In order to contain the coronavirus pandemic, the Serbian government has introduced very severe restrictions to people’s movement, especially for seniors over 65. Curfews in Serbia have been the toughest in the Western Balkans, if not in Europe as a whole. Police committed a considerable number of abuses of power while enforcing these measures, according to media sources. Several observers agree that the country’s strongman Aleksandar Vucic, elected as President of the Republic in 2017, is exploiting the state of emergency to tighten his grip on power, piling pressure on the population, as well as on journalists trying to report on critical times faced by the health system. The Italian Institute for International Political Studies and the Balkans in Europe Policy Advisory Group reported abundantly about these current trends in Serbia.
Apparently, for Vucic and his Serbian Progressive Party (SNS) there are no reasons to further extend their already immense power. The party won an absolute majority in the 2016 parliamentary elections and together with the Socialist Party (SPS), the junior member in the coalition, has full control on state institutions and municipalities, as well as on judiciary, security agencies and media. Through some opaque takeovers, several media have been dragged under the SNS influence in recent years.

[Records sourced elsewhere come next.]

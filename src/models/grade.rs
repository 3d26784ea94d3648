//! School grade model
//!
//! The seven grade levels the bot serves (sixth through twelfth), with
//! parsing from the icon-prefixed picker buttons.

use serde::{Deserialize, Serialize};

/// School grade, sixth through twelfth.
#[derive(Debug, Clone, Copy, PartialEq, Eq, Hash, Serialize, Deserialize)]
pub enum Grade {
    Six,
    Seven,
    Eight,
    Nine,
    Ten,
    Eleven,
    Twelve,
}

impl Grade {
    pub const ALL: [Grade; 7] = [
        Grade::Six,
        Grade::Seven,
        Grade::Eight,
        Grade::Nine,
        Grade::Ten,
        Grade::Eleven,
        Grade::Twelve,
    ];

    /// Plain grade label, without the button icon.
    pub fn label(self) -> &'static str {
        match self {
            Grade::Six => "ششم",
            Grade::Seven => "هفتم",
            Grade::Eight => "هشتم",
            Grade::Nine => "نهم",
            Grade::Ten => "دهم",
            Grade::Eleven => "یازدهم",
            Grade::Twelve => "دوازدهم",
        }
    }

    /// Parse a bare grade token.
    pub fn from_label(token: &str) -> Option<Grade> {
        Grade::ALL.into_iter().find(|g| g.label() == token)
    }

    /// Parse an icon-prefixed picker button.
    ///
    /// The grade token is the second whitespace-separated word; the
    /// first word is the decorative icon.
    pub fn from_button(text: &str) -> Option<Grade> {
        text.split_whitespace().nth(1).and_then(Grade::from_label)
    }
}

#[cfg(test)]
mod tests {
    use super::*;

    #[test]
    fn test_label_round_trip() {
        for grade in Grade::ALL {
            assert_eq!(Grade::from_label(grade.label()), Some(grade));
        }
    }

    #[test]
    fn test_from_button_strips_icon() {
        assert_eq!(Grade::from_button("📚 نهم"), Some(Grade::Nine));
        assert_eq!(Grade::from_button("🎯 دوازدهم"), Some(Grade::Twelve));
        assert_eq!(Grade::from_button("📚 ششم"), Some(Grade::Six));
    }

    #[test]
    fn test_from_button_rejects_unknown() {
        assert_eq!(Grade::from_button("نهم"), None);
        assert_eq!(Grade::from_button("📚 سیزدهم"), None);
        assert_eq!(Grade::from_button(""), None);
    }
}
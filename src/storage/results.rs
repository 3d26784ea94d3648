//! Assessment result persistence
//!
//! Completed assessments are appended to durable tabular storage, one
//! row per assessment. The file is created with a header on first
//! write; subsequent appends add rows only. Write failures are
//! reported to the caller, which logs and swallows them — the user
//! already received their result message.

use std::fs::OpenOptions;
use std::path::PathBuf;

use serde::Serialize;

use crate::models::AssessmentResult;
use crate::utils::errors::Result;

/// Persistence collaborator accepting completed assessment records.
pub trait ResultSink: Send + Sync {
    fn append(&self, record: &AssessmentResult) -> Result<()>;
}

/// Append-only CSV file sink.
#[derive(Debug, Clone)]
pub struct CsvResultSink {
    path: PathBuf,
}

impl CsvResultSink {
    pub fn new(path: impl Into<PathBuf>) -> Self {
        Self { path: path.into() }
    }

    pub fn path(&self) -> &std::path::Path {
        &self.path
    }
}

impl ResultSink for CsvResultSink {
    fn append(&self, record: &AssessmentResult) -> Result<()> {
        let write_header = !self.path.exists();
        let file = OpenOptions::new()
            .create(true)
            .append(true)
            .open(&self.path)?;

        let mut writer = csv::WriterBuilder::new()
            .has_headers(write_header)
            .from_writer(file);
        writer.serialize(ResultRow::from(record))?;
        writer.flush()?;
        Ok(())
    }
}

/// Flat row shape written to the CSV file.
#[derive(Debug, Serialize)]
struct ResultRow {
    timestamp: String,
    user_id: i64,
    grade: String,
    total_score: u32,
    answers: String,
}

impl From<&AssessmentResult> for ResultRow {
    fn from(record: &AssessmentResult) -> Self {
        Self {
            timestamp: record.timestamp.format("%Y-%m-%d %H:%M:%S").to_string(),
            user_id: record.user_id,
            grade: record.grade.label().to_string(),
            total_score: record.total_score,
            answers: format!("{:?}", record.answers),
        }
    }
}

#[cfg(test)]
mod tests {
    use super::*;
    use crate::models::Grade;
    use chrono::Utc;

    fn sample(user_id: i64) -> AssessmentResult {
        AssessmentResult {
            timestamp: Utc::now(),
            user_id,
            grade: Grade::Nine,
            total_score: 6,
            answers: vec![2, 1, 2, 0, 1],
        }
    }

    #[test]
    fn test_creates_file_with_header_on_first_write() {
        let dir = tempfile::tempdir().unwrap();
        let sink = CsvResultSink::new(dir.path().join("results.csv"));

        sink.append(&sample(1)).unwrap();

        let content = std::fs::read_to_string(sink.path()).unwrap();
        let mut lines = content.lines();
        assert_eq!(
            lines.next(),
            Some("timestamp,user_id,grade,total_score,answers")
        );
        let row = lines.next().unwrap();
        assert!(row.contains("نهم"));
        assert!(row.contains("\"[2, 1, 2, 0, 1]\""));
    }

    #[test]
    fn test_appends_without_duplicate_header() {
        let dir = tempfile::tempdir().unwrap();
        let sink = CsvResultSink::new(dir.path().join("results.csv"));

        sink.append(&sample(1)).unwrap();
        sink.append(&sample(2)).unwrap();

        let content = std::fs::read_to_string(sink.path()).unwrap();
        let headers = content.lines().filter(|l| l.starts_with("timestamp")).count();
        assert_eq!(headers, 1);
        assert_eq!(content.lines().count(), 3);
    }
}
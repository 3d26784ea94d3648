//! Periodic results backup
//!
//! Copies the results file into a timestamped file under the backup
//! directory. Invoked from the polling loop on a coarse wall-clock
//! schedule; failures are logged and swallowed by the caller.

use std::fs;
use std::path::{Path, PathBuf};

use chrono::Utc;

use crate::utils::errors::Result;

/// Back up the results file. Returns the backup path, or `None` when
/// there is nothing to back up yet.
pub fn backup_results(results_path: &Path, backup_dir: &Path) -> Result<Option<PathBuf>> {
    fs::create_dir_all(backup_dir)?;

    if !results_path.exists() {
        return Ok(None);
    }

    let stamp = Utc::now().format("%Y%m%d_%H%M");
    let file_name = results_path
        .file_stem()
        .and_then(|s| s.to_str())
        .unwrap_or("results");
    let target = backup_dir.join(format!("{file_name}_{stamp}.csv"));
    fs::copy(results_path, &target)?;
    Ok(Some(target))
}
//! Telegram transport
//!
//! Maps the dispatcher's plain replies onto Bot API calls and keeps
//! the long-poll bookkeeping. Everything conversation-shaped lives in
//! the dispatcher and the flows; this layer only moves messages.

use teloxide::prelude::*;
use teloxide::types::{KeyboardButton, KeyboardMarkup, ParseMode};

use crate::catalog::Keyboard;
use crate::dispatcher::Reply;
use crate::utils::errors::Result;

pub mod poller;

pub use poller::BotRuntime;

/// Deliver one reply to a chat, HTML-formatted, with its keyboard
/// attached when present.
pub async fn send_reply(bot: &Bot, chat_id: ChatId, reply: &Reply) -> Result<()> {
    let request = bot
        .send_message(chat_id, &reply.text)
        .parse_mode(ParseMode::Html);

    match &reply.keyboard {
        Some(keyboard) => request.reply_markup(keyboard_markup(keyboard)).await?,
        None => request.await?,
    };
    Ok(())
}

/// Map a label grid onto a resized reply keyboard.
fn keyboard_markup(keyboard: &Keyboard) -> KeyboardMarkup {
    let rows = keyboard
        .0
        .iter()
        .map(|row| row.iter().map(KeyboardButton::new));
    KeyboardMarkup::new(rows).resize_keyboard()
}

/// Tracks the highest processed update id. Telegram can redeliver
/// updates after a fetch error; redelivered ids are dropped instead of
/// being dispatched twice.
#[derive(Debug, Default)]
pub struct UpdateTracker {
    last: Option<u32>,
}

impl UpdateTracker {
    /// Returns true when the id has not been seen before, recording it
    /// as processed.
    pub fn accept(&mut self, id: u32) -> bool {
        if self.last.is_some_and(|last| id <= last) {
            return false;
        }
        self.last = Some(id);
        true
    }
}

#[cfg(test)]
mod tests {
    use super::*;

    #[test]
    fn test_tracker_accepts_increasing_ids() {
        let mut tracker = UpdateTracker::default();
        assert!(tracker.accept(10));
        assert!(tracker.accept(11));
        assert!(tracker.accept(15));
    }

    #[test]
    fn test_tracker_drops_replays() {
        let mut tracker = UpdateTracker::default();
        assert!(tracker.accept(10));
        assert!(!tracker.accept(10));
        assert!(!tracker.accept(9));
        assert!(tracker.accept(11));
    }

    #[test]
    fn test_keyboard_markup_preserves_grid_shape() {
        let keyboard = Keyboard::new([vec!["الف", "ب"], vec!["ج"]]);
        let markup = keyboard_markup(&keyboard);
        assert_eq!(markup.keyboard.len(), 2);
        assert_eq!(markup.keyboard[0].len(), 2);
        assert_eq!(markup.keyboard[1].len(), 1);
        assert!(markup.resize_keyboard);
    }
}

The worrying economic scenario can be a factor explaining Vucic’s approach in time of pandemic. Serbia’s GDP is expected to decline from 3,5% to even 10% in 2020 as a result of lockdown measures and international economic turmoil (meanwhile Standard and Poor’s has just cut the outlook from positive to stable). The brutal slowdown will certainly affect employment, prompting a wave of social dissatisfaction that could eventually revive a trend of protests (put on standby during the pandemic) against Ana Brnabic’s government. In the meantime, parliamentary elections have been postponed since April.
Vucic’s recipe for power is based on typical schemes adopted by populist parties in Hungary and Poland. On the one hand, they advocate the need of being part of the European family, trying to maximize Europe’s flow of money towards its peripheries. On the other hand, they literally occupy every power structures.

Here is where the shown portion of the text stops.